# ENTRIES PROVIDED
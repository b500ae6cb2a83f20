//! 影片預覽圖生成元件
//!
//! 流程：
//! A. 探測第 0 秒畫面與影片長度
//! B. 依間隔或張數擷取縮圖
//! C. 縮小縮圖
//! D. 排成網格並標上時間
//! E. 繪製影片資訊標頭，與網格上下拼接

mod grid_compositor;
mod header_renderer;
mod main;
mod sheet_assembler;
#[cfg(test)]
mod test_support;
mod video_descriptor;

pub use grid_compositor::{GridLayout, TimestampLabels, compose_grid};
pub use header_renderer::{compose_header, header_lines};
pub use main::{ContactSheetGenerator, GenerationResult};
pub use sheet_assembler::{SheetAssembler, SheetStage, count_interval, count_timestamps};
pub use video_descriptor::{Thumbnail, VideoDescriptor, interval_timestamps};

...

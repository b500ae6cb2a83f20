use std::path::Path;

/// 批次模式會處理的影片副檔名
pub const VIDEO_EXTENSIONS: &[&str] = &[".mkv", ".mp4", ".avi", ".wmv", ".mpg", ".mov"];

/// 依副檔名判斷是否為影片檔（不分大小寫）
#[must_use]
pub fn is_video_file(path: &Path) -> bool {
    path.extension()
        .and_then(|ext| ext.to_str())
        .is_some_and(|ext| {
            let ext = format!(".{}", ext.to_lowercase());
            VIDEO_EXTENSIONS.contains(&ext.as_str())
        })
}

# ABOUT THIS TASK
Determine the number of lines in the preceding data that contain the word "main". Reply with that number only.

# RESULT OF THIS EXERCISE
2